PHP Number to Words in Portuguese: From Custom Functions to Intl
My Stack Overflow answer built a recursive PHP function to spell numbers in Portuguese. In 2026, PHP intl and JS Intl.NumberFormat handle it natively.
PHP Number to Words in Portuguese: From Custom Functions to Intl
Back around 2016, someone on Stack Overflow in Portuguese asked how to convert numbers to their written form in Portuguese. You know, turning 1542 into “mil quinhentos e quarenta e dois.” My answer (scored 9 upvotes) was a recursive PHP function with hardcoded arrays of Portuguese words. It worked, but looking at it now… it was a lot of code for something that should be a library call.

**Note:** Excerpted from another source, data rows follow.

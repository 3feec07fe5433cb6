//! Field definitions.

use serde::{Deserialize, Serialize};
use serde_json::Value;
use std::collections::BTreeSet;

use crate::alias::Alias;
use crate::error::{ConfigError, MappingError};
use crate::transform::Transform;
use crate::values::{is_empty_value, RawRecord};

/// Role of a field inside a model.
#[derive(Debug, Clone, Copy, Default, PartialEq, Eq, Serialize, Deserialize)]
#[serde(rename_all = "snake_case")]
pub enum FieldKind {
    /// Fixed value, typically with a constant alias
    Constant,
    /// Plain mapped value
    #[default]
    Variable,
    /// Record identity used for dedupe, updates and deletes
    PrimaryKey,
    /// Second component of the record identity
    SecondaryKey,
    /// Mapped value that must not be empty
    Required,
}

/// One output field: a key, a kind, an alias and an ordered transform chain.
///
/// When no alias is given the field reads the raw field of the same name.
/// When no name is given the key is taken from a simple alias.
#[derive(Debug, Clone, Serialize, Deserialize)]
pub struct Field {
    #[serde(default)]
    pub name: Option<String>,

    #[serde(default, rename = "type")]
    pub kind: FieldKind,

    #[serde(default)]
    pub alias: Option<Alias>,

    #[serde(default)]
    pub transforms: Vec<Transform>,
}

impl Field {
    /// A variable field reading the raw field of the same name.
    pub fn new(name: impl Into<String>) -> Self {
        Self {
            name: Some(name.into()),
            kind: FieldKind::Variable,
            alias: None,
            transforms: Vec::new(),
        }
    }

    /// A field whose key is implied by its alias.
    pub fn from_alias(alias: Alias) -> Self {
        Self {
            name: None,
            kind: FieldKind::Variable,
            alias: Some(alias),
            transforms: Vec::new(),
        }
    }

    pub fn primary_key(name: impl Into<String>) -> Self {
        Self::new(name).with_kind(FieldKind::PrimaryKey)
    }

    pub fn secondary_key(name: impl Into<String>) -> Self {
        Self::new(name).with_kind(FieldKind::SecondaryKey)
    }

    pub fn required(name: impl Into<String>) -> Self {
        Self::new(name).with_kind(FieldKind::Required)
    }

    pub fn constant(name: impl Into<String>, value: impl Into<Value>) -> Self {
        Self::new(name)
            .with_kind(FieldKind::Constant)
            .with_alias(Alias::constant(value))
    }

    pub fn with_kind(mut self, kind: FieldKind) -> Self {
        self.kind = kind;
        self
    }

    pub fn with_alias(mut self, alias: Alias) -> Self {
        self.alias = Some(alias);
        self
    }

    pub fn with_transform(mut self, transform: Transform) -> Self {
        self.transforms.push(transform);
        self
    }

    /// Output key of this field.
    pub fn key(&self) -> Result<&str, ConfigError> {
        match (&self.name, &self.alias) {
            (Some(name), _) => Ok(name),
            (None, Some(alias)) => alias.implied_name().ok_or(ConfigError::UnnamedField),
            (None, None) => Err(ConfigError::UnnamedField),
        }
    }

    /// Fill in the implied name and alias so both are always set.
    pub(crate) fn normalized(mut self) -> Result<Self, ConfigError> {
        let key = self.key()?.to_string();
        if self.alias.is_none() {
            self.alias = Some(Alias::simple(key.clone()));
        }
        self.name = Some(key);
        Ok(self)
    }

    /// Raw field names read by this field's alias.
    pub fn referenced_fields(&self) -> BTreeSet<String> {
        match (&self.alias, &self.name) {
            (Some(alias), _) => alias.referenced_fields(),
            (None, Some(name)) => BTreeSet::from([name.clone()]),
            (None, None) => BTreeSet::new(),
        }
    }

    /// Resolve the alias and run the transform chain.
    pub fn resolve(&self, record: &RawRecord) -> Result<Value, MappingError> {
        let key = self.name.as_deref().unwrap_or_default();
        let mut value = match &self.alias {
            Some(alias) => alias.value(record)?,
            None => record
                .get(key)
                .cloned()
                .ok_or_else(|| MappingError::MissingField(key.to_string()))?,
        };

        for transform in &self.transforms {
            value = transform.apply(value);
        }

        if self.kind == FieldKind::Required && is_empty_value(&value) {
            return Err(MappingError::RequiredEmpty(key.to_string()));
        }
        Ok(value)
    }
}
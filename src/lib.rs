//! tabsync Library
//!
//! Moves tabular records between CSV files and a paginated REST API.
//!
//! # Features
//!
//! - Import: CSV records mapped through a field model and sent in batches
//! - Sync: import, then delete remote records the file no longer contains
//! - Export: remote records written to CSV, optionally incremental and
//!   forwarded to a local directory, S3 or an HTTP endpoint
//!
//! # Crates
//!
//! - `sync_core` - fields, aliases, transforms and the record model
//! - `tabsync_connector` - remote connector contract and REST connector
//! - `tabsync_csv` - CSV reader, writer and transaction log
//! - `tabsync_file` - file locations and transports
//! - `checkpoint` - run history for incremental exports
//! - `tabsync_engine` - import, sync and export engines
//!
//! # CLI Usage
//!
//! ```bash
//! tabsync import --job contacts.yaml --dry-run
//! tabsync sync --job contacts.yaml
//! tabsync export --job contacts.yaml --incremental
//! ```

pub mod config;
pub mod job;

pub use config::JobConfig;
pub use job::{run_export, run_import, RunOptions};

The Then: Hand-Rolling Number Spelling
The approach was textbook recursive decomposition. You break the number into groups (thousands, hundreds, tens, units) and map each to its Portuguese word:
function numberToWords($number) {
$units = ['', 'um', 'dois', 'três', 'quatro', 'cinco',
'seis', 'sete', 'oito', 'nove'];
$tens = ['', 'dez', 'vinte', 'trinta', 'quarenta', 'cinquenta',
'sessenta', 'setenta', 'oitenta', 'noventa'];
$hundreds = ['', 'cento', 'duzentos', 'trezentos', 'quatrocentos',
'quinhentos', 'seiscentos', 'setecentos', 'oitocentos',
'novecentos'];
// Special cases: 11-19 in Portuguese
$specials = ['onze', 'doze', 'treze', 'quatorze', 'quinze',
'dezesseis', 'dezessete', 'dezoito', 'dezenove'];
// Recursive logic handling each magnitude...
// "cem" vs "cento", "e" connectors, "mil" vs "milhão"...
}
The devil was in the details. Portuguese has quirks: “cem” (exactly 100) vs “cento e algo” (101-199). The connector “e” goes between groups but not always. “Um mil” is wrong — it’s just “mil.” And don’t get me started on “milhão” vs “milhões” (singular vs plural for millions).
Every localization edge case was a new if statement. And this only covered Portuguese. Need Spanish? Start over. Need currency formatting? Another function.
The Now: One Line with PHP intl
PHP’s intl extension wraps ICU (International Components for Unicode), and its NumberFormatter class handles this out of the box:
$formatter = new NumberFormatter('pt-BR', NumberFormatter::SPELLOUT);
echo $formatter->format(1542);
// "mil quinhentos e quarenta e dois"
echo $formatter->format(100);
// "cem"
echo $formatter->format(101);
// "cento e um"
// Works for any locale
$en = new NumberFormatter('en-US', NumberFormatter::SPELLOUT);
echo $en->format(1542);
// "one thousand five hundred forty-two"
All the edge cases — “cem” vs “cento,” singular millions, proper connectors — are handled by ICU’s rule-based number formatting. It supports every locale, not just Portuguese.
JavaScript Does It Too
Since 2020+, browsers and Node.js support this natively:
// Not directly spellout, but Intl handles locale-aware formatting
const formatter = new Intl.NumberFormat('pt-BR', {
style: 'currency',
currency: 'BRL',
});
console.log(formatter.format(1542));
// "R$ 1.542,00"
// For spellout, libraries like 'written-number' fill the gap
// Or use the Intl.Segmenter + custom rules approach
While JavaScript’s Intl.NumberFormat doesn’t have a direct spellout mode, the locale-aware formatting is built in. For full spellout, libraries leverage the same ICU data underneath.
What Changed
The real shift wasn’t just “use a library.” It was the standardization of ICU as the universal localization engine. PHP’s intl extension, Java’s java.text, Python’s babel, and browser Intl APIs all use the same ICU data. Write-once localization became possible.
My 2016 answer taught me that localization is deceptively complex. Every language has irregular number words, gendered forms, and connector rules that only native speakers notice. The lesson: never hand-roll what ICU already handles. Your recursive function might work for Portuguese, but ICU works for 500+ locales without a single hardcoded string.